Task to complete
Instruction for the data below: set down exactly the lines from the line with "alias, and no" to the line with "is written: the", inclusive, and no others.

:::::

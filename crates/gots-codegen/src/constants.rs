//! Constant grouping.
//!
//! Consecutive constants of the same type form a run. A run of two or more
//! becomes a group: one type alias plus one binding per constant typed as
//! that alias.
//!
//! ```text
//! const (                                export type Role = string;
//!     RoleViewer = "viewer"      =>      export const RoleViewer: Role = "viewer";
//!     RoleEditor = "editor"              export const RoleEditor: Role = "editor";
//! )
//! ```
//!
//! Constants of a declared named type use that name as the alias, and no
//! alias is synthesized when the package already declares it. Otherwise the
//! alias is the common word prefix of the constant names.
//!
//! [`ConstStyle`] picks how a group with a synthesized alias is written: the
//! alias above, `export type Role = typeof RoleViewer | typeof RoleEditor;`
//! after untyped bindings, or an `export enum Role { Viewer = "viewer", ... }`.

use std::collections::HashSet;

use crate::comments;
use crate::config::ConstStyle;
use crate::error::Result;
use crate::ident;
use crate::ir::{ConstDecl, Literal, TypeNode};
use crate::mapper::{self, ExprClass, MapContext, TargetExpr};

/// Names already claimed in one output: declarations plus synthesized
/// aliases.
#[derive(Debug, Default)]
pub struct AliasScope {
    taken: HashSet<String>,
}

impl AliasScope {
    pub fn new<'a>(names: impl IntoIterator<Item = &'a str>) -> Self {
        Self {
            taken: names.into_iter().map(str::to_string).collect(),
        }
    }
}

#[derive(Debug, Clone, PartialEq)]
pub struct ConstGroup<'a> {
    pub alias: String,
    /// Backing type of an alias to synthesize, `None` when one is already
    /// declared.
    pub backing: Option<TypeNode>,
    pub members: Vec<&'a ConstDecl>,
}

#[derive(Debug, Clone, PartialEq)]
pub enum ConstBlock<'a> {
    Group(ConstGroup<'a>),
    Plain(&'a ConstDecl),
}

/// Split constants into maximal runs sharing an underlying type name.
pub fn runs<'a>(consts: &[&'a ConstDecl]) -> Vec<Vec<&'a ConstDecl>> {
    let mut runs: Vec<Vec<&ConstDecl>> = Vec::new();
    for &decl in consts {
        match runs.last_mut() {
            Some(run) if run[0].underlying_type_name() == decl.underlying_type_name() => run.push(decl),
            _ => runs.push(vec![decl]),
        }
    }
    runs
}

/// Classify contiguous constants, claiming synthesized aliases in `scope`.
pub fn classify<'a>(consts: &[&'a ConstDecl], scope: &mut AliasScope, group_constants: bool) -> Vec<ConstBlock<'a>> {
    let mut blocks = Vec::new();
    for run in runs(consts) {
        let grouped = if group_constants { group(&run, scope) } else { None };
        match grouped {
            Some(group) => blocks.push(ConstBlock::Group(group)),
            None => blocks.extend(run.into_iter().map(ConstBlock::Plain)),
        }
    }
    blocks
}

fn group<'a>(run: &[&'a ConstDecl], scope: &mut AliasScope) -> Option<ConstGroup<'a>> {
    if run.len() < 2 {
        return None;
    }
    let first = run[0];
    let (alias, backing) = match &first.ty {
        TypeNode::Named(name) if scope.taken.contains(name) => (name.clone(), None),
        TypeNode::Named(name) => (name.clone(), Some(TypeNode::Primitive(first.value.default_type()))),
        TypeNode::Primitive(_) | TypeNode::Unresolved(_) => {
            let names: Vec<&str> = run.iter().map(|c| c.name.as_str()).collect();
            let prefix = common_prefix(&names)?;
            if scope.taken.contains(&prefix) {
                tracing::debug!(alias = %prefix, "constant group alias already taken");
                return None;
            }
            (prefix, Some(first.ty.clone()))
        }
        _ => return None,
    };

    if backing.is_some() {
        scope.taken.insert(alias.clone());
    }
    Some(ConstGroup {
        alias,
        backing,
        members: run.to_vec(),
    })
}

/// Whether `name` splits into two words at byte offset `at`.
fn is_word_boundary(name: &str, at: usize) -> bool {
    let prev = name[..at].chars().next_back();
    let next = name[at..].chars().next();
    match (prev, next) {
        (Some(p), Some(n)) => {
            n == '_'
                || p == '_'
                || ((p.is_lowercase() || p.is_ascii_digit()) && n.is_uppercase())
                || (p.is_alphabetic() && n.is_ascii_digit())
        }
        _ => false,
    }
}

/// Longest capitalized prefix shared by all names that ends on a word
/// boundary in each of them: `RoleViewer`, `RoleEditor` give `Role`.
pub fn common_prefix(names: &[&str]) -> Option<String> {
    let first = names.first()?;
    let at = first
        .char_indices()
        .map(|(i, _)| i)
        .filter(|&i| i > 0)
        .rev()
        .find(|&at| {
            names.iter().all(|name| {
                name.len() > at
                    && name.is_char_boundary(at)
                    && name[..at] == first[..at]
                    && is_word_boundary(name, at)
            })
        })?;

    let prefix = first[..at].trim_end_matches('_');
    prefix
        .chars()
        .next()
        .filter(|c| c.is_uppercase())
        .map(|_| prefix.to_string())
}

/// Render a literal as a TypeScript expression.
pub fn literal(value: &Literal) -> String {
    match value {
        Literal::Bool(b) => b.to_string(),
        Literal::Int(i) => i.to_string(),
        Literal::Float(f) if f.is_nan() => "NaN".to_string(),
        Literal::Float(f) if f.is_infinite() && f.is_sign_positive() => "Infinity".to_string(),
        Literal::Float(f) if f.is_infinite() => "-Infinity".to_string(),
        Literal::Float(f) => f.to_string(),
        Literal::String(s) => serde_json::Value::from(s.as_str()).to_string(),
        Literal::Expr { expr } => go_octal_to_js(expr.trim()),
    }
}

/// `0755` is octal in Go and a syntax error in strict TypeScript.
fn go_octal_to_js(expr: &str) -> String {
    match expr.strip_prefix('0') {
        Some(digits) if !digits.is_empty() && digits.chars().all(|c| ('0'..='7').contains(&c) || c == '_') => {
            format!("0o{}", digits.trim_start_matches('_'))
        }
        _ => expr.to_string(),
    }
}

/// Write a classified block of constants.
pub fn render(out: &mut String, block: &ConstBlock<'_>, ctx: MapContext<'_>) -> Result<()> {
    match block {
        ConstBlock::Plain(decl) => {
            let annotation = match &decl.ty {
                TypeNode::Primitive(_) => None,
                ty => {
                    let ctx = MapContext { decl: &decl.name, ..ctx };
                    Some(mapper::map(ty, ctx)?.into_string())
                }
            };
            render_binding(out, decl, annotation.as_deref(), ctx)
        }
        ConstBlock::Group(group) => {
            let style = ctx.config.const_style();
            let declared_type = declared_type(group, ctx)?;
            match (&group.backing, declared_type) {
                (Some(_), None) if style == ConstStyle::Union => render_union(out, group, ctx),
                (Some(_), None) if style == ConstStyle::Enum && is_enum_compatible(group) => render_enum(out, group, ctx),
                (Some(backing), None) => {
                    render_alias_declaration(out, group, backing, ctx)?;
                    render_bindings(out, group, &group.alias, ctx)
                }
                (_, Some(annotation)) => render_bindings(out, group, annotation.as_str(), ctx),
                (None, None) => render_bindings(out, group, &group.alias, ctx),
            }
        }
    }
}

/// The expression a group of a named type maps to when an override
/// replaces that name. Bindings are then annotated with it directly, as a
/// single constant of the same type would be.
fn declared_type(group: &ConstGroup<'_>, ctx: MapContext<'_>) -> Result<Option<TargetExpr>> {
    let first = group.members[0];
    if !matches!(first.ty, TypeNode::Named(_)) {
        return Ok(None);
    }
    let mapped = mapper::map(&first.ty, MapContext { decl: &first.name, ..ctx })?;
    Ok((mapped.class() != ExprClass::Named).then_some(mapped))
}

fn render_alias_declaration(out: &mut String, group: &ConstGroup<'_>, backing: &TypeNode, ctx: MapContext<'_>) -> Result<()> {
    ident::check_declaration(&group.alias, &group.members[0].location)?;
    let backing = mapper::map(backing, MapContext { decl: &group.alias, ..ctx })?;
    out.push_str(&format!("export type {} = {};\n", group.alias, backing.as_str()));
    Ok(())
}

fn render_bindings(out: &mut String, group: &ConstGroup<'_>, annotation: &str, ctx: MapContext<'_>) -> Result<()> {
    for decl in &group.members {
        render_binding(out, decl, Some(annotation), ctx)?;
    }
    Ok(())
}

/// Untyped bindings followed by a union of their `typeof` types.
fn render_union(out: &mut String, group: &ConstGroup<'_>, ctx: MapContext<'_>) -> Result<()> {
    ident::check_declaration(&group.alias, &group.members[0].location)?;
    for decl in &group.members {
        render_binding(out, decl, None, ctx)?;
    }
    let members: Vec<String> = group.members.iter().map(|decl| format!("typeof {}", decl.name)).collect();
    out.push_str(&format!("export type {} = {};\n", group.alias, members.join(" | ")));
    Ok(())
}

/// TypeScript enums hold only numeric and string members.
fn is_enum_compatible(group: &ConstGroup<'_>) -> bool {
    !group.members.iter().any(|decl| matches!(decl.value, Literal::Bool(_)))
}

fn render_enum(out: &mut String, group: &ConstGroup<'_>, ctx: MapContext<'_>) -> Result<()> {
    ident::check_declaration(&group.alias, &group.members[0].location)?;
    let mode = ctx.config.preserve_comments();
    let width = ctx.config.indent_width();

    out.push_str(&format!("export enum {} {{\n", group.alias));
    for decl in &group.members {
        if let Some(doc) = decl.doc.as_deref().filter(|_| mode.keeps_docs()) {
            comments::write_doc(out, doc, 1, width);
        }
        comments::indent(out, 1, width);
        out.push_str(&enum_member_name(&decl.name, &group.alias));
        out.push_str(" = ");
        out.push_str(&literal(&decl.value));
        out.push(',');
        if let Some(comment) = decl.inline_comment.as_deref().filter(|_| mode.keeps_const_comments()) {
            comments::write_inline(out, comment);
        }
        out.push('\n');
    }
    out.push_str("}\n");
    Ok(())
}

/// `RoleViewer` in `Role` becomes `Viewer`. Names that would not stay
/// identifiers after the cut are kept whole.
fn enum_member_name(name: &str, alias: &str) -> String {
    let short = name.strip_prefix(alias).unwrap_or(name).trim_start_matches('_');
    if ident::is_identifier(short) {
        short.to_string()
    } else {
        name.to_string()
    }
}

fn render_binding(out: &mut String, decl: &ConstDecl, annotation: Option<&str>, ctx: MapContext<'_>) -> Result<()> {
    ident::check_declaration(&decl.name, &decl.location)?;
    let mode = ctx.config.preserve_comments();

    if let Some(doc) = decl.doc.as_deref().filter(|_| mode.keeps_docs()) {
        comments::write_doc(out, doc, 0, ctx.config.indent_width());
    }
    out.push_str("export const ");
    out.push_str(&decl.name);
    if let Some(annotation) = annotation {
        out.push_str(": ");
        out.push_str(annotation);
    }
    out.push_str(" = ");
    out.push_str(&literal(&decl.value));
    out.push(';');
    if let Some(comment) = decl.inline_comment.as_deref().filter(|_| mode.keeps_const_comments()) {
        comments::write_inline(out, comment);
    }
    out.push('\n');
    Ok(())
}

:::::

Answer to this exercise
//! Constants of a declared named type use that name as the alias, and no
//! alias is synthesized when the package already declares it. Otherwise the
//! alias is the common word prefix of the constant names.
//!
//! [`ConstStyle`] picks how a group with a synthesized alias is written: the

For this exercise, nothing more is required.